If the flare is very severe, clinicians will continue continuous medication delivery when the patient is admitted to the hospital, which in many hospitals occurs in the intensive care unit. Because asthma is such a prevalent pediatric condition, often a patient with severe asthma occupies an intensive care unit (ICU) bed that is in high demand.

Chén Kenyon, MD, an attending physician in the Division of General Pediatrics at CHOP, and colleagues, wanted to find out if these patients are treated safely and effectively with CAA in the non-ICU, inpatient setting, which may free up limited ICU beds for other high acuity patients and offer significant cost-savings. Unfortunately, no published scientific data existed to support this practice, so to begin to answer the question, they conducted a retrospective cohort analysis of electronic medical record data using the CHOP Data Warehouse.

“Using this unique resource, we are able to provide much more granularity than prior studies,” Dr. Kenyon said. “We can pinpoint physician orders and see at what point a particular therapy was ordered and when it was stopped.”

A clinical pathway in place for 18 years at CHOP helps clinicians to streamline and standardize asthma care. It includes a component that allows for CAA to be administered in the non-ICU, inpatient setting for patients with severe asthma who are assessed hourly by trained respiratory therapists and nurses. The researchers combed through physician orders for CAA of 1,300 children ages 2 to 18 treated under this protocol from July 2011 to June 2013. They compared the cohort to 1,700 patients who received intermittent albuterol only and assessed the two groups’ characteristics and rate of adverse outcomes. Results from the study appeared online Sept. 29 in Pediatrics.

“There seemed to be no difference in the prevalence of low potassium or cardiac arrhythmia, two side effects associated with beta-agonists in rare situations,” Dr. Kenyon said. “While patients who received continuous aerosolized albuterol had a higher rate of transfers to the ICU, there was no difference in the rate of intubation. Zero patients in the continuous aerosolized albuterol group were intubated. These findings support the safety – and efficacy – of continuous aerosolized albuterol delivery in the non-ICU setting.”

The researchers also determined that certain factors identified initially in the emergency room predicted which patients would go on to deteriorate clinically and require prolonged therapy.
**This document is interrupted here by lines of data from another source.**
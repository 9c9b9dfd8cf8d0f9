//! bridge-sim: drive the wallet bridge against a simulated wallet.
//!
//! Runs the communicator on the in-memory platform so the handshake,
//! routing, liveness, and correlation behavior can be watched in the log
//! without a browser.

mod scenario;
mod wallet;

use std::path::PathBuf;
use std::time::Duration;

use bridge_common::BridgeError;
use bridge_config::{config_to_json, load_config, toml_loader, BridgeConfig};
use clap::Parser;

use crate::scenario::{Options, Scenario};

#[derive(Parser)]
#[command(name = "bridge-sim", about = "Simulate the wallet bridge end to end")]
struct Args {
    /// Config file (TOML). Defaults are used when omitted.
    #[arg(short, long)]
    config: Option<PathBuf>,

    /// Which scenario to run.
    #[arg(short, long, value_enum, default_value_t = Scenario::All)]
    scenario: Scenario,

    /// Handshake pings the wallet ignores in the slow-load scenario.
    #[arg(long, default_value_t = 3)]
    ignored_pings: usize,

    /// Base wallet reply delay in milliseconds.
    #[arg(long, default_value_t = 20)]
    reply_delay_ms: u64,

    /// Requests in flight for the concurrent scenario.
    #[arg(long, default_value_t = 6)]
    requests: usize,

    /// Print the effective config as JSON and exit.
    #[arg(long)]
    dump_config: bool,

    /// Write a default config file to this path and exit.
    #[arg(long)]
    write_default: Option<PathBuf>,
}

#[tokio::main]
async fn main() -> Result<(), BridgeError> {
    let args = Args::parse();

    if let Some(path) = &args.write_default {
        toml_loader::write_default_config(path)?;
        println!("wrote {}", path.display());
        return Ok(());
    }

    let config = match &args.config {
        Some(path) => load_config(path)?,
        None => BridgeConfig::default(),
    };

    let level = &config.logging.level;
    tracing_subscriber::fmt()
        .with_env_filter(
            tracing_subscriber::EnvFilter::try_from_default_env()
                .unwrap_or_else(|_| format!("bridge_sim={level},bridge_comm={level}").into()),
        )
        .init();

    if args.dump_config {
        println!("{}", config_to_json(&config));
        return Ok(());
    }

    tracing::info!(wallet = %config.wallet.url, "bridge-sim starting");

    let options = Options {
        ignored_pings: args.ignored_pings,
        reply_delay: Duration::from_millis(args.reply_delay_ms),
        requests: args.requests,
    };
    scenario::run(args.scenario, &config, &options).await
}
These included comorbid pneumonia and administration of intravenous magnesium or subcutaneous terbutaline in the emergency room. Being acquainted with these characteristics may help clinicians in hospitals without a pediatric intensive care unit (PICU) in terms of recognition of patients at higher risk for clinical deterioration who may benefit from relocation to an institution that does have a PICU, Dr. Kenyon said.

While this retrospective study sets the stage for other hospitals to evaluate how CAA could fit within the context of their asthma protocols, Dr. Kenyon emphasized that CHOP’s success in CAA delivery outside the ICU is, at least in part, due to the support structure and care processes in place. For example, in addition to the standard nurse to patient ratio of 1 to 4 and robust expert respiratory therapy support, a critical assessment team assists front-line providers in the care of patients with severe asthma who have early signs of clinical deterioration.

“This is a first step,” Dr. Kenyon said. “There is still work to be done to figure out who the ideal cohort is for continuous therapy and what resources are necessary to make this practice safe and effective in a non-ICU setting outside of CHOP. But this study provides initial evidence for the safety and effectiveness for institutions that already are providing continuous aerosolized albuterol on their non-ICU units.”

Future studies could aim to reproduce a similar study on a multicenter level, Dr. Kenyon suggested. Researchers could perform further analysis of the data to reveal any potential cost savings that may be associated with centering CAA delivery for severe asthma cases outside the ICU. More evidence also is needed to determine the appropriate length of CAA administration, and if other modes of therapy could help to enhance patients’ recovery so that they spend less time in the hospital.